[DESCRIPTION OF THE TASK]:
Search the lines of the records for the word "environment", and copy every line that has it.

[DATASET RECORDS]:

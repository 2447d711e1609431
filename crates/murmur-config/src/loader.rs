// SPDX-FileCopyrightText: 2026 Murmur Contributors
// SPDX-License-Identifier: MIT OR Apache-2.0

//! Configuration loader using Figment for layered config merging.
//!
//! Supports XDG hierarchy: `./murmur.toml` > `~/.config/murmur/murmur.toml`
//! > `/etc/murmur/murmur.toml`, with environment variable overrides via the
//! `MURMUR_` prefix.

#![allow(clippy::result_large_err)] // figment::Error is external and cannot be boxed without wrapper

use std::path::Path;

use figment::{
    Figment,
    providers::{Env, Format, Serialized, Toml},
};

use crate::model::MurmurConfig;

/// Load configuration from the standard XDG hierarchy with env var overrides.
///
/// Merge order (later overrides earlier):
/// 1. Compiled defaults
/// 2. `/etc/murmur/murmur.toml` (system-wide)
/// 3. `~/.config/murmur/murmur.toml` (user XDG config)
/// 4. `./murmur.toml` (local directory)
/// 5. `MURMUR_*` environment variables
pub fn load_config() -> Result<MurmurConfig, figment::Error> {
    Figment::new()
        .merge(Serialized::defaults(MurmurConfig::default()))
        .merge(Toml::file("/etc/murmur/murmur.toml"))
        .merge(Toml::file(
            dirs::config_dir()
                .map(|d| d.join("murmur/murmur.toml"))
                .unwrap_or_default(),
        ))
        .merge(Toml::file("murmur.toml"))
        .merge(env_provider())
        .extract()
}

/// Load configuration from a TOML string only (no XDG lookup).
///
/// Used for testing and explicit config specification.
pub fn load_config_from_str(toml_content: &str) -> Result<MurmurConfig, figment::Error> {
    Figment::new()
        .merge(Serialized::defaults(MurmurConfig::default()))
        .merge(Toml::string(toml_content))
        .extract()
}

/// Load configuration from a specific file path with env var overrides.
pub fn load_config_from_path(path: &Path) -> Result<MurmurConfig, figment::Error> {
    Figment::new()
        .merge(Serialized::defaults(MurmurConfig::default()))
        .merge(Toml::file(path))
        .merge(env_provider())
        .extract()
}

/// Create the environment variable provider using explicit `map()` for
/// section-to-dot mapping.
///
/// Uses `Env::map()` rather than `Env::split("_")` to avoid ambiguity with
/// underscore-containing key names: `MURMUR_LIFECYCLE_DEFAULT_EXPIRATION_HOURS`
/// must map to `lifecycle.default_expiration_hours`, not
/// `lifecycle.default.expiration.hours`.
fn env_provider() -> Env {
    const SECTIONS: [&str; 8] = [
        "log",
        "storage",
        "lifecycle",
        "limits",
        "mood",
        "moderation",
        "discovery",
        "sweeper",
    ];
    Env::prefixed("MURMUR_").map(|key| {
        // `key` is the lowercased env var name with prefix stripped.
        // Only the leading section may become a dot: key names themselves
        // contain underscores (`sweeper_emotion_log_retention_days`).
        let key_str = key.as_str();
        for section in SECTIONS {
            if let Some(rest) = key_str.strip_prefix(section) {
                if let Some(rest) = rest.strip_prefix('_') {
                    return format!("{section}.{rest}").into();
                }
            }
        }
        key_str.into()
    })
}

#[cfg(test)]
mod tests {
    use super::*;

    #[test]
    fn defaults_extract_cleanly() {
        let config = load_config_from_str("").unwrap();
        assert_eq!(config.limits.create_limit, 10);
        assert_eq!(config.limits.create_window_secs, 300);
        assert_eq!(config.limits.report_limit, 5);
        assert_eq!(config.lifecycle.default_expiration_hours, 24);
        assert_eq!(config.discovery.default_limit, 50);
        assert_eq!(config.discovery.max_limit, 100);
        assert_eq!(config.sweeper.interval_secs, 3600);
        assert_eq!(config.sweeper.emotion_log_retention_days, 365);
        assert_eq!(config.moderation.timeout_secs, 8);
        assert!(config.mood.base_url.is_none());
    }

    #[test]
    fn toml_overrides_defaults() {
        let config = load_config_from_str(
            r#"
            [limits]
            create_limit = 3
            report_window_secs = 60

            [sweeper]
            interval_secs = 300

            [mood]
            base_url = "http://localhost:9090"
            timeout_secs = 2
            "#,
        )
        .unwrap();
        assert_eq!(config.limits.create_limit, 3);
        assert_eq!(config.limits.report_window_secs, 60);
        // Untouched keys keep their defaults.
        assert_eq!(config.limits.report_limit, 5);
        assert_eq!(config.sweeper.interval_secs, 300);
        assert_eq!(config.mood.base_url.as_deref(), Some("http://localhost:9090"));
        assert_eq!(config.mood.timeout_secs, 2);
    }

    #[test]
    fn unknown_keys_are_rejected() {
        let result = load_config_from_str(
            r#"
            [limits]
            craete_limit = 3
            "#,
        );
        assert!(result.is_err(), "typo'd key must fail extraction");
    }

    #[test]
    fn env_mapping_splits_on_section_only() {
        figment::Jail::expect_with(|jail| {
            jail.set_env("MURMUR_LIFECYCLE_DEFAULT_EXPIRATION_HOURS", "48");
            jail.set_env("MURMUR_SWEEPER_EMOTION_LOG_RETENTION_DAYS", "30");
            let config: MurmurConfig = Figment::new()
                .merge(Serialized::defaults(MurmurConfig::default()))
                .merge(env_provider())
                .extract()?;
            assert_eq!(config.lifecycle.default_expiration_hours, 48);
            assert_eq!(config.sweeper.emotion_log_retention_days, 30);
            Ok(())
        });
    }
}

[EXERCISE RESPONSE]:
//! > `/etc/murmur/murmur.toml`, with environment variable overrides via the
/// 5. `MURMUR_*` environment variables
/// Create the environment variable provider using explicit `map()` for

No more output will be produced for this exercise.